The manufacturer's selling price is now £870,000 more, but the cost to the consumer is £264,000 more, a rise of 6%. An efficiency gain in the use of fuel of 2% could cut that back to zero. It can be expected that some management costs will fall since the manufacturer need employ fewer wages clerks.

EXPORTERS AND IMPORTERS The manufacturer's costs may now exceed those in equivalent international markets, especially in the energy intensive industries. Within the country it is a level playing field.

How is it placed with regard to foreign competitors? It turns out that it puts it at a distinct advantage! Under the Unitax concept exporters would have their Unitax rebated on the energy embodied in the exported goods, in the above case by £1.5million making it 28% cheaper. Importers would bear a Unitax based on their embodied energy: thus the level playing field.
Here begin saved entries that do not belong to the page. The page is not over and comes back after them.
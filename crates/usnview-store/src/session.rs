//! Immutable query state over one loaded record list.

use crate::error::StoreError;
use crate::filter::{
    filter_by_category, CategoryFilter, FilterPipeline, NameSearch, RecordList, ResultSet,
};
use crate::view::{PageError, PageView, Pagination};
use std::sync::Arc;
use usnview_journal::JournalRecord;

/// A snapshot of `(records, search term, category, page)`.
///
/// Every operation returns a new session; the receiver is never modified.
/// Filtered sets are computed when the state changes, so rendering a page is
/// a slice.
///
/// Searching starts from the full record list and resets the category to
/// [`CategoryFilter::All`]; choosing a category narrows the current search
/// results. Both reset the page to the first one.
#[derive(Debug, Clone)]
pub struct Session {
    base: RecordList,
    pipeline: FilterPipeline,
    search_results: ResultSet,
    filtered: ResultSet,
    pagination: Pagination,
}

impl Session {
    /// A session showing every record of `records`.
    pub fn new(records: impl Into<RecordList>, page_size: usize) -> Result<Self, StoreError> {
        let pagination = Pagination::new(page_size)?;
        Ok(Self::build(records.into(), FilterPipeline::default(), pagination))
    }

    /// A session over no records.
    pub fn empty(page_size: usize) -> Result<Self, StoreError> {
        Self::new(Vec::<JournalRecord>::new(), page_size)
    }

    fn build(base: RecordList, pipeline: FilterPipeline, pagination: Pagination) -> Self {
        let output = pipeline.apply(&base);
        Self {
            base,
            pipeline,
            search_results: output.search_results,
            filtered: output.filtered,
            pagination,
        }
    }

    /// Same page size and no filters over a new record list.
    pub fn with_records(&self, records: impl Into<RecordList>) -> Self {
        Self::build(
            records.into(),
            FilterPipeline::default(),
            self.pagination.reset(),
        )
    }

    /// Same filters with a different page size, back on the first page.
    pub fn with_page_size(&self, page_size: usize) -> Result<Self, StoreError> {
        Ok(Self {
            pagination: Pagination::new(page_size)?,
            ..self.clone()
        })
    }

    /// Searches the full record list by file name.
    pub fn with_search(&self, term: &str) -> Self {
        let pipeline = FilterPipeline::new(NameSearch::new(term), CategoryFilter::All);
        Self::build(Arc::clone(&self.base), pipeline, self.pagination.reset())
    }

    /// Narrows the current search results to a category.
    pub fn with_category(&self, category: CategoryFilter) -> Self {
        let filtered = filter_by_category(&self.search_results, &category);
        Self {
            pipeline: FilterPipeline::new(self.pipeline.search.clone(), category),
            filtered,
            pagination: self.pagination.reset(),
            ..self.clone()
        }
    }

    /// [`with_category`](Self::with_category) by category name.
    pub fn with_category_name(&self, name: &str) -> Result<Self, StoreError> {
        Ok(self.with_category(CategoryFilter::parse(name)?))
    }

    /// The next page, if there is one.
    pub fn next(&self) -> Self {
        Self {
            pagination: self.pagination.next(self.filtered.len()),
            ..self.clone()
        }
    }

    /// The previous page, if there is one.
    pub fn previous(&self) -> Self {
        Self {
            pagination: self.pagination.previous(),
            ..self.clone()
        }
    }

    /// Jumps to a 1-based page number typed by a user.
    pub fn go_to(&self, input: &str) -> Result<Self, PageError> {
        Ok(Self {
            pagination: self.pagination.go_to(input, self.filtered.len())?,
            ..self.clone()
        })
    }

    /// The records on the current page.
    pub fn page_view(&self) -> PageView {
        let count = self.filtered.len();
        let (start, end) = self.pagination.bounds(count);
        PageView {
            records: self.filtered.slice(start, end),
            page: self.pagination.current_page() + 1,
            total_pages: self.pagination.total_pages(count),
            total_records: count,
        }
    }

    /// Every loaded record.
    pub fn records(&self) -> &RecordList {
        &self.base
    }

    /// Current search term.
    pub fn search_term(&self) -> &str {
        self.pipeline.search.term()
    }

    /// Current category selector.
    pub fn category(&self) -> CategoryFilter {
        self.pipeline.category
    }

    /// Records matching the search term.
    pub fn search_results(&self) -> &ResultSet {
        &self.search_results
    }

    /// Records matching the search term and category.
    pub fn filtered(&self) -> &ResultSet {
        &self.filtered
    }

    /// Zero-based current page.
    pub fn current_page(&self) -> usize {
        self.pagination.current_page()
    }

    /// Total pages of the filtered set.
    pub fn total_pages(&self) -> usize {
        self.pagination.total_pages(self.filtered.len())
    }

    /// Records per page.
    pub fn page_size(&self) -> usize {
        self.pagination.page_size()
    }
}
//! IBM866 decoding of dump bytes.

use crate::errors::JournalError;
use encoding_rs::IBM866;
use std::borrow::Cow;
use std::path::Path;

/// Decodes dump bytes from code page 866.
///
/// The dump is never UTF-8, so no BOM sniffing or auto-detection happens.
/// Malformed input is an error rather than being replaced.
pub fn decode_ibm866<'a>(bytes: &'a [u8], path: &Path) -> Result<Cow<'a, str>, JournalError> {
    IBM866
        .decode_without_bom_handling_and_without_replacement(bytes)
        .ok_or_else(|| JournalError::Encoding {
            path: path.to_path_buf(),
        })
}

/// Encodes text into code page 866. Characters outside the code page are
/// replaced with numeric character references.
pub fn encode_ibm866(text: &str) -> Vec<u8> {
    let (bytes, _, _) = IBM866.encode(text);
    bytes.into_owned()
}
//! Registry commands: reasons, categories, describe.

use serde_json::json;
use usnview_journal::{categories, categories_of, describe_reason, format, known_reasons};

#[allow(clippy::print_literal)]
pub fn run_reasons(json_output: bool) -> Result<(), Box<dyn std::error::Error>> {
    if json_output {
        let reasons: Vec<_> = known_reasons()
            .map(|(code, description)| {
                json!({
                    "code": format!("{:#010x}", code),
                    "description": description,
                    "categories": categories_of(code),
                })
            })
            .collect();
        println!("{}", serde_json::to_string_pretty(&reasons)?);
        return Ok(());
    }

    println!("{:<12} {}", "CODE", "DESCRIPTION");
    println!("{}", "-".repeat(100));
    for (code, description) in known_reasons() {
        println!("{:<12} {}", format!("{:#010x}", code), description);
    }
    Ok(())
}

pub fn run_categories(json_output: bool) -> Result<(), Box<dyn std::error::Error>> {
    if json_output {
        let cats: Vec<_> = categories()
            .iter()
            .map(|c| {
                json!({
                    "name": c.name,
                    "codes": c.codes.iter().map(|code| format!("{:#010x}", code)).collect::<Vec<_>>(),
                })
            })
            .collect();
        println!("{}", serde_json::to_string_pretty(&cats)?);
        return Ok(());
    }

    for category in categories() {
        let codes: Vec<_> = category
            .codes
            .iter()
            .map(|code| format!("{:#010x}", code))
            .collect();
        println!("{:<18} {}", category.name, codes.join(" "));
    }
    Ok(())
}

pub fn run_describe(code: String) -> Result<(), Box<dyn std::error::Error>> {
    let parsed = format::parse_reason_code(code.trim())
        .ok_or_else(|| format!("Invalid reason code {:?}: expected a 32-bit hex value", code))?;

    println!("{:#010x}: {}", parsed, describe_reason(parsed));
    let cats = categories_of(parsed);
    if !cats.is_empty() {
        println!("categories: {}", cats.join(", "));
    }
    Ok(())
}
In 1990 on a UK-wide basis the government would have had to rebate exporters £42billion, but it would have charged a duty on imports substantially more than £42billion. Thus any imbalance in international payments is to some extent recouped so far as government finances are concerned.

UNITAX FROM A PERSONAL POINT OF VIEW

All costs finally fall upon the consumer. However take home pay is now higher. Consumer choice is wider. One can save by choosing less energy intensive goods - say fresh vegetables over frozen. The most glaring drawback is the high cost of home heating. Electricity prices rise 270%! However bad that looks at first sight, the net impact on households is very small. Moreover there is tremendous incentive to use fuels wisely, there will be strong motivation to invest in house insulation, fuel-efficient furnaces and cars, and in renewable energy systems. This is good for the home-owner and good for the country. Unitax sends the right signal.

OBJECTIONS

£50 a week to heat an average home! Electricity prices through the roof! The public will be outraged. But consider this. Something has to be done. There are always problems with new ideas. There are three in particular.

First and most important is that Unitax would militate against the poor, since no-one can live without heat and light, at least in a temperate winter climate. This means that some sort of support system must be devised, as is the case with present taxation. One proposal is to have a citizen's wage.(7) It cannot be beyond our wit to sort this out. Then it is pointed out that since the tax will drive people to be more energy efficient, energy use will fall, so that the tax will tend to erode its own base. Indeed it will, and it will mean that tax per energy unit will rise until it reaches some stable value, but it will not affect the amount of tax raised.

A common objection to Unitax is that it would be impossible to estimate the "embodied energy" of imports.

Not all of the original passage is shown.